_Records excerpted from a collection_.
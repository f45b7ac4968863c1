//! Per-tick snapshot handed to renderers.
//!
//! The `Snapshot` is a serializable, logical view of the board: cells only,
//! no pixel coordinates. Renderers scale by `tile_size` themselves.

use crate::components::*;
use crate::config::SimConfig;
use bevy_ecs::prelude::*;
use serde::{Deserialize, Serialize};

/// Complete simulation state for one rendered frame.
#[derive(Debug, Clone, Default, PartialEq, Serialize, Deserialize)]
pub struct Snapshot {
    /// Current simulation tick.
    pub tick: u64,
    /// Elapsed simulation time in seconds.
    pub time: f32,
    pub rows: usize,
    pub cols: usize,
    /// Tile edge in pixels.
    pub tile_size: u32,
    pub agent: Cell,
    pub goal: Cell,
    /// Obstacle cells, ordered by obstacle id.
    pub obstacles: Vec<Cell>,
    /// Remaining path, next cell first. Empty when no path is held.
    pub path: Vec<Cell>,
    pub status: RunStatus,
    /// Cells the agent has moved so far.
    pub steps: u32,
}

impl Snapshot {
    /// Create a snapshot from the ECS world.
    pub fn from_world(world: &mut World, tick: u64, time: f32) -> Self {
        let mut query = world.query::<(&ObstacleId, &Obstacle)>();
        let mut obstacles: Vec<(ObstacleId, Cell)> = query
            .iter(world)
            .map(|(id, obstacle)| (*id, obstacle.cell()))
            .collect();
        obstacles.sort_by_key(|(id, _)| *id);

        let config = world.resource::<SimConfig>();
        let agent = world.resource::<AgentState>();

        Self {
            tick,
            time,
            rows: config.rows,
            cols: config.cols,
            tile_size: config.tile_size,
            agent: agent.cell,
            goal: world.resource::<Goal>().0,
            obstacles: obstacles.into_iter().map(|(_, cell)| cell).collect(),
            path: agent.remaining_path(),
            status: *world.resource::<RunStatus>(),
            steps: agent.steps,
        }
    }

    /// Serialize snapshot to JSON string.
    pub fn to_json(&self) -> Result<String, serde_json::Error> {
        serde_json::to_string(self)
    }

    /// Serialize snapshot to pretty JSON string.
    pub fn to_json_pretty(&self) -> Result<String, serde_json::Error> {
        serde_json::to_string_pretty(self)
    }
}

_EXERCISE REQUIREMENTS_. Each line from the top of the records above through the line containing "one rendered frame." needs to be transcribed exactly, and no line after it.

_TASK RESULT_.
repository f45b7ac4968863c1
//! Per-tick snapshot handed to renderers.
//!
//! The `Snapshot` is a serializable, logical view of the board: cells only,
//! no pixel coordinates. Renderers scale by `tile_size` themselves.

use crate::components::*;
use crate::config::SimConfig;
use bevy_ecs::prelude::*;
use serde::{Deserialize, Serialize};

/// Complete simulation state for one rendered frame.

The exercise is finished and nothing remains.